[Records from a data collection]
______________________________
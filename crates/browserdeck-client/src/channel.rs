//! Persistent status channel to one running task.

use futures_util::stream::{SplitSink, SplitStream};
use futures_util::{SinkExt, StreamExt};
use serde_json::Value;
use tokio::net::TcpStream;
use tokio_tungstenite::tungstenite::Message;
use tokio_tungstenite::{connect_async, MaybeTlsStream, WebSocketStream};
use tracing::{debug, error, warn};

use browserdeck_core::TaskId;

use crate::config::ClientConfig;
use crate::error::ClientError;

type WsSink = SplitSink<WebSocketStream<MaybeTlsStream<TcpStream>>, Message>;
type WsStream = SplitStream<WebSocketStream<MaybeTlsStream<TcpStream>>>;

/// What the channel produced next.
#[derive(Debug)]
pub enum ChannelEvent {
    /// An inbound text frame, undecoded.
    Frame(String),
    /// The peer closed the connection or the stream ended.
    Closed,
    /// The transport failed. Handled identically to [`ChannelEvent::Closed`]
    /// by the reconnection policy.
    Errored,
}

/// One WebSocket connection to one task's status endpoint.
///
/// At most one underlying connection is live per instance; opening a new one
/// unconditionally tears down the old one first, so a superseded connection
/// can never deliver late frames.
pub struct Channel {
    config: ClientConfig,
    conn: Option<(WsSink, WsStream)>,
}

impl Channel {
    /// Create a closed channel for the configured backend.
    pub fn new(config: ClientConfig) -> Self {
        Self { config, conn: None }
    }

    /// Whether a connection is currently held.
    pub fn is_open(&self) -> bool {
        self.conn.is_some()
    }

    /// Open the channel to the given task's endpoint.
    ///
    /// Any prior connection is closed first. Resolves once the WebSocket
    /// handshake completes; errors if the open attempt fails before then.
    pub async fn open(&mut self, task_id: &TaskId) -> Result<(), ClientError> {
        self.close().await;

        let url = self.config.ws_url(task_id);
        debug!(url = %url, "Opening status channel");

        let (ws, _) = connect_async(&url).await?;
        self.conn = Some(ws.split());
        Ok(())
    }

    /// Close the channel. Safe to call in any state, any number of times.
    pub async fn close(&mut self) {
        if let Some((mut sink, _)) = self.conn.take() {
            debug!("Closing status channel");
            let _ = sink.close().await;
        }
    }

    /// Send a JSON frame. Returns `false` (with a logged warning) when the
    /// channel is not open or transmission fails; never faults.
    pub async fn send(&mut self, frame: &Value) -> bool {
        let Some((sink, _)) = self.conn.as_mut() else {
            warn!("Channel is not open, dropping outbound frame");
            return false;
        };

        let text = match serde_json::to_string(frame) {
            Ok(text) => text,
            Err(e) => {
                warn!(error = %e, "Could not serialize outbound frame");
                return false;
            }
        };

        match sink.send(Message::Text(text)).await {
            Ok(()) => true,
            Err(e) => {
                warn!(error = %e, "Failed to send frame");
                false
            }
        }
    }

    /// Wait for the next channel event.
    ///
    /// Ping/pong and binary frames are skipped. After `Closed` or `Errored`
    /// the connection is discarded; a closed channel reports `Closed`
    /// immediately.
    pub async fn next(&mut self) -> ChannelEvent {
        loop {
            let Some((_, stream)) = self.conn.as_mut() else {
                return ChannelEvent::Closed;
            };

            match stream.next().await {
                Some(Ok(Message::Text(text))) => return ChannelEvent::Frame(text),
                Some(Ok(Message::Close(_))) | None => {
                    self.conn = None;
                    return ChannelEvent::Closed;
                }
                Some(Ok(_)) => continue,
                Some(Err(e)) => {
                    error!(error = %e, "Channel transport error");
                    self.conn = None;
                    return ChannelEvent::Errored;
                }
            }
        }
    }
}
______________________________
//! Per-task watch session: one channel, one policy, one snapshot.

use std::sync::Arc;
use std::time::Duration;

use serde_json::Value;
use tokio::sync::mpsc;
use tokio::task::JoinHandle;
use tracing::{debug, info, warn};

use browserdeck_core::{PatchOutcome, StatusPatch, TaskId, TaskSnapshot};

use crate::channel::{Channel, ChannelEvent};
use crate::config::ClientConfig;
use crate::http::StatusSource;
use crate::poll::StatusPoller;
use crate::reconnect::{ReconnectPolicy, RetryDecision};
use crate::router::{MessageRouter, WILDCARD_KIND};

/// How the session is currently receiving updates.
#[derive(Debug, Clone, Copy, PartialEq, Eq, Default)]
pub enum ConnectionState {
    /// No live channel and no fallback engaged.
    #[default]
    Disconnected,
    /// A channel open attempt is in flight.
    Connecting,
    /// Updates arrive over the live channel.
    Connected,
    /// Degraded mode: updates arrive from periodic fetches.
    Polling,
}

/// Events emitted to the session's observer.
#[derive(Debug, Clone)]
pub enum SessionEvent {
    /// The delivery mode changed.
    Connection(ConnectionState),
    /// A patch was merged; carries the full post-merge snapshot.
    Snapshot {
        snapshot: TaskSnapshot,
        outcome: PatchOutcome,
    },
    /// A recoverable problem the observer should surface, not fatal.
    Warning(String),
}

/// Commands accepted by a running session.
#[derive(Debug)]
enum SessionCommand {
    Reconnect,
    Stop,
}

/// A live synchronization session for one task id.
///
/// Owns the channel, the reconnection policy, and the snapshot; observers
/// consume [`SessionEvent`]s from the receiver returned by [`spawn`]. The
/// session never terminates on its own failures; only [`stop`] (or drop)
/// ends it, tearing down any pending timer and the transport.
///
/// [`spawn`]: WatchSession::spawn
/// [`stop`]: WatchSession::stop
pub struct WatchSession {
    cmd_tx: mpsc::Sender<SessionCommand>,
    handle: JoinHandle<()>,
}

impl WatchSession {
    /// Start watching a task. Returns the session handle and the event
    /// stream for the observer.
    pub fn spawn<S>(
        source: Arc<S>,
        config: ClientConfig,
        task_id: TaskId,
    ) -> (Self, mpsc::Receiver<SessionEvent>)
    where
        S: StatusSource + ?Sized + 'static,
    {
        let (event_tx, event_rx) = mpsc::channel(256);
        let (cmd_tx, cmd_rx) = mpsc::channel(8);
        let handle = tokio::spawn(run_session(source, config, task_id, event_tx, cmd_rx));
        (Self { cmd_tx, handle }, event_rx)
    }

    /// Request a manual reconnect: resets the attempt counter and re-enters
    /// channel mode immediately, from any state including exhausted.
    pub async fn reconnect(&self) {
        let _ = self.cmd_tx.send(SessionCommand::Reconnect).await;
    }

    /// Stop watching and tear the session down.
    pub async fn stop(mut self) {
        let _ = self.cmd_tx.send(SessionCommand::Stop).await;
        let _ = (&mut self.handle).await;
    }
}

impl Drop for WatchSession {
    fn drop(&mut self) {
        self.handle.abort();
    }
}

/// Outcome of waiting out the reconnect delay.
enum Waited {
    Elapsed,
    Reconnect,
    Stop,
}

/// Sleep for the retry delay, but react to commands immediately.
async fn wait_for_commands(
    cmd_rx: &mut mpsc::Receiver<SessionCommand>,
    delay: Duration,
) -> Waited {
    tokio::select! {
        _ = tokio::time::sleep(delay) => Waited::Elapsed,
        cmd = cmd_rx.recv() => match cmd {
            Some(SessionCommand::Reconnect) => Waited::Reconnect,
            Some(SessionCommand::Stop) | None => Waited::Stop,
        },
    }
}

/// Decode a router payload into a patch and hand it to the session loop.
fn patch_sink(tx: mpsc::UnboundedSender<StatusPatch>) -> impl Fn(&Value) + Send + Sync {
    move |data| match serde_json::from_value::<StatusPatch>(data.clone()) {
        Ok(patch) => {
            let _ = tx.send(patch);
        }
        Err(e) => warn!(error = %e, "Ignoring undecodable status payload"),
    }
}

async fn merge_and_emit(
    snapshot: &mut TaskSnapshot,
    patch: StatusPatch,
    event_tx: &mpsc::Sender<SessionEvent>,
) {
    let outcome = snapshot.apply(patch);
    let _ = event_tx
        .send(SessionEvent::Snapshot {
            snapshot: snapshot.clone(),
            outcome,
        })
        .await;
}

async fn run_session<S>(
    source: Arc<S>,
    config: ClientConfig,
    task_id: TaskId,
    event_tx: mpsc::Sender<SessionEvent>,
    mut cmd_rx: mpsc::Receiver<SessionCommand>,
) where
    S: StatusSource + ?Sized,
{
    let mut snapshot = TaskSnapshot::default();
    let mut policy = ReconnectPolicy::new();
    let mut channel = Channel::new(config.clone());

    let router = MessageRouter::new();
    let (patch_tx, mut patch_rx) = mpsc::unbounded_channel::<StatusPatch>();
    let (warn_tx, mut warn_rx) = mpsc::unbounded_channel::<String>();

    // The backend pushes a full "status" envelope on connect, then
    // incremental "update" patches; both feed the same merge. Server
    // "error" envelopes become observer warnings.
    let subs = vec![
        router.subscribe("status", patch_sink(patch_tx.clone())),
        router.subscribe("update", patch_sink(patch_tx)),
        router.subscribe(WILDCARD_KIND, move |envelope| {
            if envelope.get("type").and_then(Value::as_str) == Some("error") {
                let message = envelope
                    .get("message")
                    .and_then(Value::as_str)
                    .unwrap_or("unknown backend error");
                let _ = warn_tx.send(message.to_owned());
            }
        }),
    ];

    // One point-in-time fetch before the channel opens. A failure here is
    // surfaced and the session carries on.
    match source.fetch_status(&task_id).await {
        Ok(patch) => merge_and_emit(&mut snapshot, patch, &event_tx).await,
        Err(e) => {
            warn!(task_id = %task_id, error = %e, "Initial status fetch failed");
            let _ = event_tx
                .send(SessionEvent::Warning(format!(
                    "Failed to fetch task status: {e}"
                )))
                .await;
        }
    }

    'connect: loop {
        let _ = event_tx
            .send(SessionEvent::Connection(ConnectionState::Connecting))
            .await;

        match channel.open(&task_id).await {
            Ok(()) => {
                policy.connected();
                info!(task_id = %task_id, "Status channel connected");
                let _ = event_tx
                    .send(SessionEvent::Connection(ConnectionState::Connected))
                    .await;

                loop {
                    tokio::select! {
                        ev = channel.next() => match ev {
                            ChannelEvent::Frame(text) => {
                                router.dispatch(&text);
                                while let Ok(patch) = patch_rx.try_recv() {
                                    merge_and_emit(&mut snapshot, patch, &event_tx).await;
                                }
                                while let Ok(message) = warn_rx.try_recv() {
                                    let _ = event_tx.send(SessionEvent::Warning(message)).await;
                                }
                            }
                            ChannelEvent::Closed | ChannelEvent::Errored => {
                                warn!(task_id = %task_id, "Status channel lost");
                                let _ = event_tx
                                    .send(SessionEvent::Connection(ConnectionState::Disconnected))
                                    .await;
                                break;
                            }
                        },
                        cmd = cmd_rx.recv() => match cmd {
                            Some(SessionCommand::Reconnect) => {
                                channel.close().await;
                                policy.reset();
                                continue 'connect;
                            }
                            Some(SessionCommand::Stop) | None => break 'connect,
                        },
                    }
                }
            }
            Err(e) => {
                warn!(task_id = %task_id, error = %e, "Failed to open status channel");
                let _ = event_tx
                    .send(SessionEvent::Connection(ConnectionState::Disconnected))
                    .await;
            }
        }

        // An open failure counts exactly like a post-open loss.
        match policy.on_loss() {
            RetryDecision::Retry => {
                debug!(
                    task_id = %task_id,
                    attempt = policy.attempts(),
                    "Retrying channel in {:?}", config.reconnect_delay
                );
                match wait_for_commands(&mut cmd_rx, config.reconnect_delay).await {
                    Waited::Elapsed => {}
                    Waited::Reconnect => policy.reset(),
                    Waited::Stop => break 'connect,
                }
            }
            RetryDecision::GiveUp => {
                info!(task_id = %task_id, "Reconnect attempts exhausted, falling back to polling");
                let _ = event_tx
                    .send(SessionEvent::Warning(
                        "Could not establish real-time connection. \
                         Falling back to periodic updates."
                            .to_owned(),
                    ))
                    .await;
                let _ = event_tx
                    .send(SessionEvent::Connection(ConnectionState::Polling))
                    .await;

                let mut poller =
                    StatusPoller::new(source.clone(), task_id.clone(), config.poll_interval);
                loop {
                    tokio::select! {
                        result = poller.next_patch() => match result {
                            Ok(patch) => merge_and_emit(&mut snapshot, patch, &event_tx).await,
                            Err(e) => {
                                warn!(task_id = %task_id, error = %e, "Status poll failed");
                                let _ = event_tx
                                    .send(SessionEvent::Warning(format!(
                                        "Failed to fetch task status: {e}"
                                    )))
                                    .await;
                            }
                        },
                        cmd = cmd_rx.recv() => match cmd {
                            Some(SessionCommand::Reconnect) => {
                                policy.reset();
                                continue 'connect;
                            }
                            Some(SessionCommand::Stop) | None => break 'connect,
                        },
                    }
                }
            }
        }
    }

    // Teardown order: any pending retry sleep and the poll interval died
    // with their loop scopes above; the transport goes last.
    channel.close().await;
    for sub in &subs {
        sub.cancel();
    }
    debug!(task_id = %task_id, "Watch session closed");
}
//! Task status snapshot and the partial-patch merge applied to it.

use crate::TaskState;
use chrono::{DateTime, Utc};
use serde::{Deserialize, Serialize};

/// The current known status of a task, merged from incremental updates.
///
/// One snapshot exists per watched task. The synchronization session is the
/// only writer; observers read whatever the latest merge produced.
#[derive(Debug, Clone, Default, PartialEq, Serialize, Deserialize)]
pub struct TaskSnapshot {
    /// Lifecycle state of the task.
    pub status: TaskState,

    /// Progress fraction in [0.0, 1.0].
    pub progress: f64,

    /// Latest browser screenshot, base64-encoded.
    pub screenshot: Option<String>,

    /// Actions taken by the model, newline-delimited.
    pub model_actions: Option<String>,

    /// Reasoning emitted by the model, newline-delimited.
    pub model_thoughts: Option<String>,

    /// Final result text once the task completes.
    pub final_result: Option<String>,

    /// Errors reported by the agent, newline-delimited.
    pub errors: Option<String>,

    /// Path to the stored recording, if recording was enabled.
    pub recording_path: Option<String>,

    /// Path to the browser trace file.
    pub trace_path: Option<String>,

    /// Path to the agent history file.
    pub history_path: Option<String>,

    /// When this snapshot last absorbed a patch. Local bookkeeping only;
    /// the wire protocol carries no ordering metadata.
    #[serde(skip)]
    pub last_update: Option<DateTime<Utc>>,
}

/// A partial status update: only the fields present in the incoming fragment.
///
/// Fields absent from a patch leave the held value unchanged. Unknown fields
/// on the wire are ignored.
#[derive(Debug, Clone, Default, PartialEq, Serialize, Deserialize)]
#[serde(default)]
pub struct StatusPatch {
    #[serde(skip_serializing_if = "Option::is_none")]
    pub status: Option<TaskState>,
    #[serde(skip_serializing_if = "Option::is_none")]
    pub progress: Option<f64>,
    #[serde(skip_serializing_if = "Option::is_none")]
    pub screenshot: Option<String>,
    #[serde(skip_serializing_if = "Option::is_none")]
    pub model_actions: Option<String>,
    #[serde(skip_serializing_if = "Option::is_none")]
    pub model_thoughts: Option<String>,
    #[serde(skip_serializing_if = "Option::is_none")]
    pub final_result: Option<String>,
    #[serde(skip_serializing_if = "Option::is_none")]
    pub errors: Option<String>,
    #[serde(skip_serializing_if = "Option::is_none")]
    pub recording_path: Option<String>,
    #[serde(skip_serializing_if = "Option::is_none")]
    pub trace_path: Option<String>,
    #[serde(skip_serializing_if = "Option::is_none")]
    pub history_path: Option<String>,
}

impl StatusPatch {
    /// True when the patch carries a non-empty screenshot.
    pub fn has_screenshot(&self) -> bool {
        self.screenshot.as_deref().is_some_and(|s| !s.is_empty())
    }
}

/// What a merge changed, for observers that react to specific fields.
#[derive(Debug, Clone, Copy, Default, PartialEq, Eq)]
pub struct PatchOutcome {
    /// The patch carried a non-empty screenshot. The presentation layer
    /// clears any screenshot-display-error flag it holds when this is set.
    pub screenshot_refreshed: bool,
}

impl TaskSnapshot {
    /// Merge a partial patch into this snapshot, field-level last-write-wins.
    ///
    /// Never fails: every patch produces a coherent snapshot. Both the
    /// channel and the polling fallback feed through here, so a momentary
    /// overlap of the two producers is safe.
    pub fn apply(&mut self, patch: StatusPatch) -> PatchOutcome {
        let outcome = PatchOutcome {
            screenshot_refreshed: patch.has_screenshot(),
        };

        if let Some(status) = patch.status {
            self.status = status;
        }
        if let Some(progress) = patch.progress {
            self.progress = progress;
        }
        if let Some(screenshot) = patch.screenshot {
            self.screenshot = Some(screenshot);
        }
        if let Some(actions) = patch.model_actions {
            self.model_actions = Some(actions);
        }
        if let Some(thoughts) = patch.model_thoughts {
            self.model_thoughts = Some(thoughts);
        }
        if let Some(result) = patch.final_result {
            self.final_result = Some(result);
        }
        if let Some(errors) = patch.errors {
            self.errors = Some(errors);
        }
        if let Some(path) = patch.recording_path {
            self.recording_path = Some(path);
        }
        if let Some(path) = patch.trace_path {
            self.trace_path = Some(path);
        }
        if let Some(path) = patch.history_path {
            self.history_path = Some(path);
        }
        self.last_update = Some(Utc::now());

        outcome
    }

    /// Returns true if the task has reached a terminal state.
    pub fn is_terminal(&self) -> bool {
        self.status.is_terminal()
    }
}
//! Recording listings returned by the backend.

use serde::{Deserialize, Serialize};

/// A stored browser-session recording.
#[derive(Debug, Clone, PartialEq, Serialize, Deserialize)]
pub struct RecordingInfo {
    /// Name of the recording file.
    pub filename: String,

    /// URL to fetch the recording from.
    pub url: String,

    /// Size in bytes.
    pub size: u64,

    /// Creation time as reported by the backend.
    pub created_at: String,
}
______________________________
■ **REQUIREMENT**: Taking the entries above, write out exactly the lines starting with the line containing "filename crates/browserdeck-client/src/channel.rs" and going on through the line containing "the configured backend.", both included, and nothing else.

■ **RESULT**:
filename crates/browserdeck-client/src/channel.rs
//! Persistent status channel to one running task.

use futures_util::stream::{SplitSink, SplitStream};
use futures_util::{SinkExt, StreamExt};
use serde_json::Value;
use tokio::net::TcpStream;
use tokio_tungstenite::tungstenite::Message;
use tokio_tungstenite::{connect_async, MaybeTlsStream, WebSocketStream};
use tracing::{debug, error, warn};

use browserdeck_core::TaskId;

use crate::config::ClientConfig;
use crate::error::ClientError;

type WsSink = SplitSink<WebSocketStream<MaybeTlsStream<TcpStream>>, Message>;
type WsStream = SplitStream<WebSocketStream<MaybeTlsStream<TcpStream>>>;

/// What the channel produced next.
#[derive(Debug)]
pub enum ChannelEvent {
    /// An inbound text frame, undecoded.
    Frame(String),
    /// The peer closed the connection or the stream ended.
    Closed,
    /// The transport failed. Handled identically to [`ChannelEvent::Closed`]
    /// by the reconnection policy.
    Errored,
}

/// One WebSocket connection to one task's status endpoint.
///
/// At most one underlying connection is live per instance; opening a new one
/// unconditionally tears down the old one first, so a superseded connection
/// can never deliver late frames.
pub struct Channel {
    config: ClientConfig,
    conn: Option<(WsSink, WsStream)>,
}

impl Channel {
    /// Create a closed channel for the configured backend.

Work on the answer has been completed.